From the records below, output exactly the lines running from the line containing "let hex: String" through the line containing "let mut text_field: Option<String>", and no others.

##### Data extracts

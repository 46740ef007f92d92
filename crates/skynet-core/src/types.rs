use serde::{Deserialize, Serialize};
use std::fmt;
use uuid::Uuid;

/// Time-sortable identifier shared by canvases, frames, and elements.
#[derive(Debug, Clone, PartialEq, Eq, Hash, Serialize, Deserialize)]
pub struct CanvasId(pub String);

impl CanvasId {
    pub fn new() -> Self {
        Self(Uuid::now_v7().to_string())
    }

    pub fn as_str(&self) -> &str {
        &self.0
    }
}

impl Default for CanvasId {
    fn default() -> Self {
        Self::new()
    }
}

impl fmt::Display for CanvasId {
    fn fmt(&self, f: &mut fmt::Formatter<'_>) -> fmt::Result {
        write!(f, "{}", self.0)
    }
}

impl From<String> for CanvasId {
    fn from(s: String) -> Self {
        Self(s)
    }
}

impl From<&str> for CanvasId {
    fn from(s: &str) -> Self {
        Self(s.to_string())
    }
}

/// Builds the `"<source>:<scope>:<id>"` access-rule string for a Telegram chat.
pub fn telegram_chat_access_rule(chat_id: &str) -> String {
    format!("telegram:chat:{chat_id}")
}

/// The chat media kinds the ingestion pipeline normalises.
#[derive(Debug, Clone, Copy, PartialEq, Eq, Serialize, Deserialize)]
#[serde(rename_all = "lowercase")]
pub enum MediaType {
    Text,
    Voice,
    Image,
}

impl fmt::Display for MediaType {
    fn fmt(&self, f: &mut fmt::Formatter<'_>) -> fmt::Result {
        match self {
            MediaType::Text => write!(f, "text"),
            MediaType::Voice => write!(f, "voice"),
            MediaType::Image => write!(f, "image"),
        }
    }
}

/// Envelope the chat front-end (out of scope — see spec §1) hands to the
/// runtime for every inbound message, regardless of channel.
#[derive(Debug, Clone, Serialize, Deserialize)]
pub struct InboundMessage {
    pub chat_id: String,
    pub user_id: String,
    pub user_name: String,
    pub user_nick: Option<String>,
    pub text: Option<String>,
    pub message_id: String,
    pub reply_to_message_id: Option<String>,
    pub media_type: MediaType,
    pub is_forward: bool,
    /// Present for forwarded messages when the original author is known.
    pub forward_author_name: Option<String>,
}

#[cfg(test)]
mod tests {
    use super::*;

    #[test]
    fn access_rule_format() {
        assert_eq!(
            telegram_chat_access_rule("-100123"),
            "telegram:chat:-100123"
        );
    }
}
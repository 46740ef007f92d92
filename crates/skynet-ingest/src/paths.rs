use std::path::{Path, PathBuf};

/// Compute the sharded final path for a stored image:
/// `data/images/<a>/<b>/<id>_<slug>.<ext>`, where `<a><b>` are the first
/// four hex characters of the element id — two levels of two-character
/// shards keep any single directory from accumulating too many files.
pub fn sharded_image_path(images_root: &Path, element_id: &str, slug: &str, ext: &str) -> PathBuf {
    let hex: String = element_id.chars().filter(|c| c.is_ascii_hexdigit()).take(4).collect();
    let a = &hex[0..2.min(hex.len())];
    let b = if hex.len() >= 4 { &hex[2..4] } else { "00" };
    images_root.join(a).join(b).join(format!("{element_id}_{slug}.{ext}"))
}

#[cfg(test)]
mod tests {
    use super::*;

    #[test]
    fn shards_by_first_four_hex_chars() {
        let root = Path::new("data/images");
        let path = sharded_image_path(root, "01ab23cd-0000-7000-8000-000000000000", "sunset", "jpg");
        assert_eq!(path, PathBuf::from("data/images/01/ab/01ab23cd-0000-7000-8000-000000000000_sunset.jpg"));
    }
}
use axum::extract::{Multipart, State};
use axum::http::StatusCode;
use axum::Json;
use serde::{Deserialize, Serialize};
use std::path::PathBuf;
use std::sync::Arc;
use tracing::warn;
use uuid::Uuid;

use skynet_core::types::{InboundMessage, MediaType};

use crate::app::AppState;

#[derive(Deserialize)]
struct IngestMetadata {
    chat_id: String,
    user_id: String,
    #[serde(default)]
    user_nick: Option<String>,
    user_name: String,
    #[serde(default)]
    message_id: Option<String>,
    /// `text`, `voice`, or `image`.
    media_type: String,
    #[serde(default)]
    forwarded_from: Option<String>,
    #[serde(default)]
    ext: Option<String>,
}

#[derive(Serialize)]
pub struct IngestResponse {
    pub status: &'static str,
    pub id: String,
    #[serde(skip_serializing_if = "Option::is_none")]
    pub text: Option<String>,
}

#[derive(Serialize)]
pub struct IngestError {
    pub error: String,
}

/// POST /ingest — multipart with optional `file`, optional `text`, required
/// `metadata` JSON (spec §6).
pub async fn ingest_handler(
    State(state): State<Arc<AppState>>,
    mut multipart: Multipart,
) -> Result<Json<IngestResponse>, (StatusCode, Json<IngestError>)> {
    let mut metadata: Option<IngestMetadata> = None;
    let mut text_field: Option<String> = None;
    let mut file_bytes: Option<Vec<u8>> = None;

    while let Some(field) = multipart.next_field().await.map_err(|e| bad_request(e.to_string()))? {
        match field.name().unwrap_or("") {
            "metadata" => {
                let raw = field.text().await.map_err(|e| bad_request(e.to_string()))?;
                metadata = Some(serde_json::from_str(&raw).map_err(|e| bad_request(format!("invalid metadata: {e}")))?);
            }
            "text" => {
                text_field = Some(field.text().await.map_err(|e| bad_request(e.to_string()))?);
            }
            "file" => {
                file_bytes = Some(field.bytes().await.map_err(|e| bad_request(e.to_string()))?.to_vec());
            }
            _ => {}
        }
    }

    let metadata = metadata.ok_or_else(|| bad_request("missing required 'metadata' field".to_string()))?;
    if !state.config.chat_allowed(&metadata.chat_id) {
        return Err(forbidden("chat_id is not in the allowed list".to_string()));
    }
    let request_id = Uuid::now_v7().to_string();

    let media_type = match metadata.media_type.as_str() {
        "text" => MediaType::Text,
        "voice" => MediaType::Voice,
        "image" => MediaType::Image,
        other => return Err(bad_request(format!("unknown media_type '{other}'"))),
    };

    let msg = InboundMessage {
        chat_id: metadata.chat_id.clone(),
        user_id: metadata.user_id.clone(),
        user_name: metadata.user_name.clone(),
        user_nick: metadata.user_nick.clone(),
        text: text_field.clone(),
        message_id: metadata.message_id.clone().unwrap_or_default(),
        reply_to_message_id: None,
        media_type,
        is_forward: metadata.forwarded_from.is_some(),
        forward_author_name: metadata.forwarded_from.clone(),
    };

    let reply = match metadata.media_type.as_str() {
        "text" => {
            let text = text_field.ok_or_else(|| bad_request("media_type=text requires a 'text' field".to_string()))?;
            state.ingest.normalize_text(&msg, &text).await.map_err(|e| ingest_failed(e))?
        }
        "voice" => {
            let bytes = file_bytes.ok_or_else(|| bad_request("media_type=voice requires a 'file' field".to_string()))?;
            let scratch = std::env::temp_dir().join(format!("{request_id}.ogg"));
            tokio::fs::write(&scratch, &bytes).await.map_err(|e| internal_error(e.to_string()))?;
            state.ingest.normalize_voice(&msg, &scratch).await.map_err(|e| ingest_failed(e))?
        }
        "image" => {
            let bytes = file_bytes.ok_or_else(|| bad_request("media_type=image requires a 'file' field".to_string()))?;
            let ext = metadata.ext.clone().unwrap_or_else(|| "jpg".to_string());
            let scratch: PathBuf = std::env::temp_dir().join(format!("{request_id}.{ext}"));
            tokio::fs::write(&scratch, &bytes).await.map_err(|e| internal_error(e.to_string()))?;
            state.ingest.normalize_image(&msg, &scratch, &ext).await.map_err(|e| ingest_failed(e))?
        }
        other => return Err(bad_request(format!("unknown media_type '{other}'"))),
    };

    Ok(Json(IngestResponse {
        status: "ok",
        id: request_id,
        text: if reply.is_empty() { None } else { Some(reply) },
    }))
}

fn bad_request(msg: impl Into<String>) -> (StatusCode, Json<IngestError>) {
    (StatusCode::BAD_REQUEST, Json(IngestError { error: msg.into() }))
}

fn forbidden(msg: impl Into<String>) -> (StatusCode, Json<IngestError>) {
    (StatusCode::FORBIDDEN, Json(IngestError { error: msg.into() }))
}

fn internal_error(msg: impl Into<String>) -> (StatusCode, Json<IngestError>) {
    (StatusCode::INTERNAL_SERVER_ERROR, Json(IngestError { error: msg.into() }))
}

fn ingest_failed(e: skynet_ingest::IngestError) -> (StatusCode, Json<IngestError>) {
    warn!(error = %e, "POST /ingest failed");
    internal_error(e.to_string())
}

##########

**Written response:**
    let hex: String = element_id.chars().filter(|c| c.is_ascii_hexdigit()).take(4).collect();
    let a = &hex[0..2.min(hex.len())];
    let b = if hex.len() >= 4 { &hex[2..4] } else { "00" };
    images_root.join(a).join(b).join(format!("{element_id}_{slug}.{ext}"))
}

#[cfg(test)]
mod tests {
    use super::*;

    #[test]
    fn shards_by_first_four_hex_chars() {
        let root = Path::new("data/images");
        let path = sharded_image_path(root, "01ab23cd-0000-7000-8000-000000000000", "sunset", "jpg");
        assert_eq!(path, PathBuf::from("data/images/01/ab/01ab23cd-0000-7000-8000-000000000000_sunset.jpg"));
    }
}
use axum::extract::{Multipart, State};
use axum::http::StatusCode;
use axum::Json;
use serde::{Deserialize, Serialize};
use std::path::PathBuf;
use std::sync::Arc;
use tracing::warn;
use uuid::Uuid;

use skynet_core::types::{InboundMessage, MediaType};

use crate::app::AppState;

#[derive(Deserialize)]
struct IngestMetadata {
    chat_id: String,
    user_id: String,
    #[serde(default)]
    user_nick: Option<String>,
    user_name: String,
    #[serde(default)]
    message_id: Option<String>,
    /// `text`, `voice`, or `image`.
    media_type: String,
    #[serde(default)]
    forwarded_from: Option<String>,
    #[serde(default)]
    ext: Option<String>,
}

#[derive(Serialize)]
pub struct IngestResponse {
    pub status: &'static str,
    pub id: String,
    #[serde(skip_serializing_if = "Option::is_none")]
    pub text: Option<String>,
}

#[derive(Serialize)]
pub struct IngestError {
    pub error: String,
}

/// POST /ingest — multipart with optional `file`, optional `text`, required
/// `metadata` JSON (spec §6).
pub async fn ingest_handler(
    State(state): State<Arc<AppState>>,
    mut multipart: Multipart,
) -> Result<Json<IngestResponse>, (StatusCode, Json<IngestError>)> {
    let mut metadata: Option<IngestMetadata> = None;
    let mut text_field: Option<String> = None;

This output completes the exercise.